[Your task]
Below is a block of entries; repeat exactly the lines starting at the line that contains "Wraps past 6." and ending at the line that contains "pub fn format_time<T: Timelike>(time: &T, is_24h: bool)", both included.

[Stored data entries]
● ● ● ● ● ● ●
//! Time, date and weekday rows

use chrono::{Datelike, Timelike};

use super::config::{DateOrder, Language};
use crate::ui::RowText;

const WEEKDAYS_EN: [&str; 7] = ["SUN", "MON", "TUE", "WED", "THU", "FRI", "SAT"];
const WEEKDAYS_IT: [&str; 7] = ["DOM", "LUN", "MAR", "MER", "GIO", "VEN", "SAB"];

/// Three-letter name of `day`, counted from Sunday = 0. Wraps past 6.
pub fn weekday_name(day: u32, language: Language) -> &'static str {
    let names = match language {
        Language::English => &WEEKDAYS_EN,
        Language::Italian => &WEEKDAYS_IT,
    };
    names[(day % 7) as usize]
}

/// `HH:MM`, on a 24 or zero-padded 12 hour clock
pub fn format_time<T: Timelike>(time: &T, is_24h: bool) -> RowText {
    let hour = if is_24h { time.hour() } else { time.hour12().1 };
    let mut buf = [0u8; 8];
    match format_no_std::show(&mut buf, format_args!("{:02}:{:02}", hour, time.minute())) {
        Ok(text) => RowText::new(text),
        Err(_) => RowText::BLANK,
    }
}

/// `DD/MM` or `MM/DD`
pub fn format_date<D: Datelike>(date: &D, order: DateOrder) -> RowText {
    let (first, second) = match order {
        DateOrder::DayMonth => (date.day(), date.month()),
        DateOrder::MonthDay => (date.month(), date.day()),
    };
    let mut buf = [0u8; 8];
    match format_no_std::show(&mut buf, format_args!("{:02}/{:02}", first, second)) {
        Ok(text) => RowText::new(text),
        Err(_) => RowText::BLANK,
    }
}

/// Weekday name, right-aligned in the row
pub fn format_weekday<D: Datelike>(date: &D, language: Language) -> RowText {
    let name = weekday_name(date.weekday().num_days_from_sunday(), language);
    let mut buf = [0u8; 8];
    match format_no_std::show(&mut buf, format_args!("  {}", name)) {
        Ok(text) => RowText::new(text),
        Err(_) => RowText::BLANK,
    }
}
● ● ● ● ● ● ●
[Response]
/// Three-letter name of `day`, counted from Sunday = 0. Wraps past 6.
pub fn weekday_name(day: u32, language: Language) -> &'static str {
    let names = match language {
        Language::English => &WEEKDAYS_EN,
        Language::Italian => &WEEKDAYS_IT,
    };
    names[(day % 7) as usize]
}

/// `HH:MM`, on a 24 or zero-padded 12 hour clock
pub fn format_time<T: Timelike>(time: &T, is_24h: bool) -> RowText {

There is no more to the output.